* Data extracted from a collection:
☆ ☆ ☆ ☆ ☆
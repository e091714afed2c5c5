use {
    async_trait::async_trait,
    serde_json::{Value, json},
    tollgate_config::BrowseConfig,
    tollgate_fetch::{BrowsePolicy, FetchClient, FetchCode, FetchRequest},
    tracing::debug,
};

use crate::{
    error::Result,
    params::{optional_limit, required_str},
    registry::{AgentTool, ParamKind, ParamSpec, ToolGroup},
    remote::fetch_ok,
};

/// Web fetch tool: lets the model read an arbitrary http(s) page through
/// the guarded fetch pipeline.
pub struct WebFetchTool {
    client: FetchClient,
    config: BrowseConfig,
    policy: BrowsePolicy,
}

impl WebFetchTool {
    pub fn new(client: FetchClient, config: BrowseConfig) -> Self {
        let policy = BrowsePolicy::from_config(&config);
        Self {
            client,
            config,
            policy,
        }
    }
}

/// Extract readable content from the response body based on content type.
fn extract_content(body: &str, content_type: &str) -> (String, &'static str) {
    let ct_lower = content_type.to_ascii_lowercase();

    if ct_lower.contains("json") {
        if let Ok(parsed) = serde_json::from_str::<Value>(body) {
            let pretty = serde_json::to_string_pretty(&parsed).unwrap_or_else(|_| body.into());
            return (pretty, "json");
        }
        return (body.into(), "text");
    }

    let looks_like_html = ct_lower.contains("html")
        || (ct_lower.is_empty() && body.trim_start().starts_with('<'));
    if looks_like_html {
        return (html_to_text(body), "text");
    }
    (body.into(), "raw")
}

const BLOCK_TAGS: &[&str] = &[
    "br", "p", "div", "li", "tr", "h1", "h2", "h3", "h4", "h5", "h6", "section", "article",
    "header", "footer", "blockquote", "pre",
];

/// Strip tags, drop script/style bodies, decode common entities and
/// collapse whitespace. Block-level tags become line breaks.
pub fn html_to_text(html: &str) -> String {
    let mut out = String::with_capacity(html.len() / 2);
    let mut skip_until: Option<&'static str> = None;
    let mut last_was_space = true;
    let mut rest = html;

    while let Some(ch) = rest.chars().next() {
        if ch == '<' {
            let Some(end) = rest.find('>') else {
                break;
            };
            let tag = rest[1..end].trim().to_ascii_lowercase();
            rest = &rest[end + 1..];
            let closing = tag.starts_with('/');
            let name: String = tag
                .trim_start_matches('/')
                .chars()
                .take_while(|c| c.is_ascii_alphanumeric())
                .collect();

            if let Some(until) = skip_until {
                if closing && name == until {
                    skip_until = None;
                }
                continue;
            }
            if !closing && (name == "script" || name == "style") && !tag.ends_with('/') {
                skip_until = Some(if name == "script" { "script" } else { "style" });
                continue;
            }
            if BLOCK_TAGS.contains(&name.as_str()) {
                while out.ends_with(' ') {
                    out.pop();
                }
                if !out.is_empty() && !out.ends_with('\n') {
                    out.push('\n');
                }
                last_was_space = true;
            }
            continue;
        }

        if skip_until.is_some() {
            rest = &rest[ch.len_utf8()..];
            continue;
        }

        if ch == '&'
            && let Some(semi) = rest
                .char_indices()
                .take(10)
                .find_map(|(i, c)| (c == ';').then_some(i))
            && let Some(decoded) = decode_entity(&rest[..=semi])
        {
            if decoded == ' ' {
                if !last_was_space {
                    out.push(' ');
                    last_was_space = true;
                }
            } else {
                out.push(decoded);
                last_was_space = false;
            }
            rest = &rest[semi + 1..];
            continue;
        }

        if ch.is_whitespace() {
            if !last_was_space {
                out.push(' ');
                last_was_space = true;
            }
        } else {
            out.push(ch);
            last_was_space = false;
        }
        rest = &rest[ch.len_utf8()..];
    }

    out.lines()
        .map(str::trim)
        .filter(|l| !l.is_empty())
        .collect::<Vec<_>>()
        .join("\n")
}

fn decode_entity(entity: &str) -> Option<char> {
    match entity {
        "&amp;" => Some('&'),
        "&lt;" => Some('<'),
        "&gt;" => Some('>'),
        "&quot;" => Some('"'),
        "&apos;" | "&#39;" => Some('\''),
        "&nbsp;" | "&#160;" => Some(' '),
        _ => {
            let num = entity.strip_prefix("&#")?.strip_suffix(';')?;
            let code = match num.strip_prefix(['x', 'X']) {
                Some(hex) => u32::from_str_radix(hex, 16).ok()?,
                None => num.parse().ok()?,
            };
            char::from_u32(code)
        },
    }
}

#[async_trait]
impl AgentTool for WebFetchTool {
    fn name(&self) -> &str {
        "web_fetch"
    }

    fn description(&self) -> &str {
        "Fetch a web page and return its readable text. Only public http(s) URLs are \
         allowed; private network addresses and blocked domains are refused."
    }

    fn group(&self) -> ToolGroup {
        ToolGroup::Browsing
    }

    fn parameters(&self) -> Vec<ParamSpec> {
        vec![
            ParamSpec::required("url", ParamKind::String, "The http or https URL to fetch"),
            ParamSpec::optional(
                "max_bytes",
                ParamKind::Integer,
                "Maximum bytes to download (capped by configuration)",
            ),
        ]
    }

    async fn execute(&self, params: Value) -> Result<Value> {
        let url = required_str(&params, "url")?.trim();
        let cap = self.config.max_bytes.max(1) as u64;
        let max_bytes = optional_limit(&params, "max_bytes", cap, cap)? as usize;

        debug!(url, max_bytes, "web_fetch");
        let request =
            FetchRequest::browse(url, &self.config, &self.policy).with_max_bytes(max_bytes);
        let result = fetch_ok(&self.client, &request).await?;

        let content_type = result.content_type.clone().unwrap_or_default();
        let (content, format) = extract_content(&result.body, &content_type);
        Ok(json!({
            "url": url,
            "final_url": result.final_url,
            "status": result.http_status,
            "content_type": result.content_type,
            "format": format,
            "content": content,
            "truncated": result.truncated,
            "cached": result.code == Some(FetchCode::Cached),
        }))
    }
}
//! Browse-safety validation for untrusted URLs.
//!
//! Checks run in a fixed order: scheme, denylist, allowlist, DNS, then the
//! private-address check on every resolved IP. The orchestrator calls
//! [`validate_url`] again for each redirect hop.
//!
//! The connection itself resolves the host a second time, so a DNS answer
//! that changes between validation and connect is not caught here.

use std::{
    io,
    net::{IpAddr, Ipv4Addr, Ipv6Addr},
};

use {async_trait::async_trait, ipnet::IpNet, tollgate_config::BrowseConfig, url::Url};

use crate::error::{Error, Result};

/// Resolves a host name to its addresses.
#[async_trait]
pub trait HostResolver: Send + Sync {
    async fn resolve(&self, host: &str, port: u16) -> io::Result<Vec<IpAddr>>;
}

/// Resolver backed by the system's `getaddrinfo`.
#[derive(Debug, Default, Clone, Copy)]
pub struct SystemResolver;

#[async_trait]
impl HostResolver for SystemResolver {
    async fn resolve(&self, host: &str, port: u16) -> io::Result<Vec<IpAddr>> {
        let addrs = tokio::net::lookup_host((host, port)).await?;
        Ok(addrs.map(|a| a.ip()).collect())
    }
}

/// Domain lists and private-range exemptions applied to browsed URLs.
#[derive(Debug, Clone, Default)]
pub struct BrowsePolicy {
    /// When non-empty, only these domains (and their subdomains) are allowed.
    pub allowlist: Vec<String>,
    pub denylist: Vec<String>,
    /// Private ranges that may be reached anyway (e.g. a trusted LAN proxy).
    pub ssrf_exemptions: Vec<IpNet>,
}

impl BrowsePolicy {
    #[must_use]
    pub fn from_config(config: &BrowseConfig) -> Self {
        Self {
            allowlist: config.allowlist(),
            denylist: config.denylist(),
            ssrf_exemptions: config.ssrf_allow_nets(),
        }
    }

    fn is_exempt(&self, ip: &IpAddr) -> bool {
        self.ssrf_exemptions.iter().any(|net| net.contains(ip))
    }
}

/// Parse and validate an untrusted URL string.
pub async fn validate(
    raw: &str,
    policy: &BrowsePolicy,
    resolver: &(dyn HostResolver + '_),
) -> Result<Url> {
    let url = Url::parse(raw.trim()).map_err(|e| Error::invalid_url(format!("{raw}: {e}")))?;
    validate_url(&url, policy, resolver).await?;
    Ok(url)
}

/// Validate an already parsed URL.
pub async fn validate_url(
    url: &Url,
    policy: &BrowsePolicy,
    resolver: &(dyn HostResolver + '_),
) -> Result<()> {
    if !matches!(url.scheme(), "http" | "https") {
        return Err(Error::invalid_url(format!(
            "unsupported scheme {:?}",
            url.scheme()
        )));
    }
    let Some(host) = url.host_str() else {
        return Err(Error::invalid_url(format!("{url}: missing host")));
    };
    let host = host
        .trim_start_matches('[')
        .trim_end_matches(']')
        .trim_end_matches('.')
        .to_ascii_lowercase();
    if host.is_empty() {
        return Err(Error::invalid_url(format!("{url}: missing host")));
    }

    if policy.denylist.iter().any(|d| domain_matches(&host, d)) {
        return Err(Error::Denylisted { host });
    }
    if !policy.allowlist.is_empty() && !policy.allowlist.iter().any(|d| domain_matches(&host, d)) {
        return Err(Error::NotAllowlisted { host });
    }

    let ips = match host.parse::<IpAddr>() {
        Ok(ip) => vec![ip],
        Err(_) => {
            let port = url.port_or_known_default().unwrap_or(443);
            let ips = resolver
                .resolve(&host, port)
                .await
                .map_err(|e| Error::Dns {
                    host: host.clone(),
                    reason: e.to_string(),
                })?;
            if ips.is_empty() {
                return Err(Error::Dns {
                    host,
                    reason: "no addresses returned".into(),
                });
            }
            ips
        },
    };

    if let Some(ip) = ips
        .into_iter()
        .find(|ip| is_blocked_ip(ip) && !policy.is_exempt(ip))
    {
        tracing::warn!(%host, %ip, "blocked request to private address");
        return Err(Error::Ssrf { host, ip });
    }
    Ok(())
}

/// `host` equals `domain` or is a subdomain of it on a dot boundary.
#[must_use]
pub fn domain_matches(host: &str, domain: &str) -> bool {
    if domain.is_empty() {
        return false;
    }
    host == domain
        || host
            .strip_suffix(domain)
            .is_some_and(|prefix| prefix.ends_with('.'))
}

/// Loopback, private, link-local and other non-public ranges.
#[must_use]
pub fn is_blocked_ip(ip: &IpAddr) -> bool {
    match ip {
        IpAddr::V4(v4) => is_blocked_v4(v4),
        IpAddr::V6(v6) => {
            embedded_v4(v6).is_some_and(|v4| is_blocked_v4(&v4)) || is_blocked_v6(v6)
        },
    }
}

/// The IPv4 address an IPv6 address routes to, for the translation and
/// tunnelling prefixes: mapped `::ffff:0:0/96`, compatible `::/96`, NAT64
/// `64:ff9b::/96` and 6to4 `2002::/16`.
fn embedded_v4(v6: &Ipv6Addr) -> Option<Ipv4Addr> {
    if let Some(v4) = v6.to_ipv4_mapped() {
        return Some(v4);
    }
    let join = |hi: u16, lo: u16| Ipv4Addr::from((u32::from(hi) << 16) | u32::from(lo));
    match v6.segments() {
        [0, 0, 0, 0, 0, 0, hi, lo] | [0x64, 0xff9b, 0, 0, 0, 0, hi, lo] => Some(join(hi, lo)),
        [0x2002, hi, lo, ..] => Some(join(hi, lo)),
        _ => None,
    }
}

fn is_blocked_v4(v4: &Ipv4Addr) -> bool {
    let [a, b, c, _] = v4.octets();
    v4.is_loopback()
        || v4.is_private()
        || v4.is_link_local()
        || v4.is_broadcast()
        || v4.is_unspecified()
        || v4.is_multicast()
        || v4.is_documentation()
        // 0.0.0.0/8
        || a == 0
        // 100.64.0.0/10 (CGNAT)
        || (a == 100 && (b & 0xC0) == 64)
        // 192.0.0.0/24
        || (a == 192 && b == 0 && c == 0)
        // 198.18.0.0/15 (benchmarking)
        || (a == 198 && (b & 0xFE) == 18)
        // 240.0.0.0/4 (reserved)
        || a >= 240
}

fn is_blocked_v6(v6: &Ipv6Addr) -> bool {
    let seg0 = v6.segments()[0];
    v6.is_loopback()
        || v6.is_unspecified()
        || v6.is_multicast()
        // fc00::/7 (unique local)
        || (seg0 & 0xFE00) == 0xFC00
        // fe80::/10 (link-local)
        || (seg0 & 0xFFC0) == 0xFE80
        // fec0::/10 (site-local, deprecated)
        || (seg0 & 0xFFC0) == 0xFEC0
        // 2001:db8::/32 (documentation)
        || (seg0 == 0x2001 && v6.segments()[1] == 0x0db8)
}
☆ ☆ ☆ ☆ ☆
* WORK ITEM: Provide the number of lines in the records above that contain the word "ParamSpec", with no additional words.

* ANSWER TO THIS PROBLEM: 4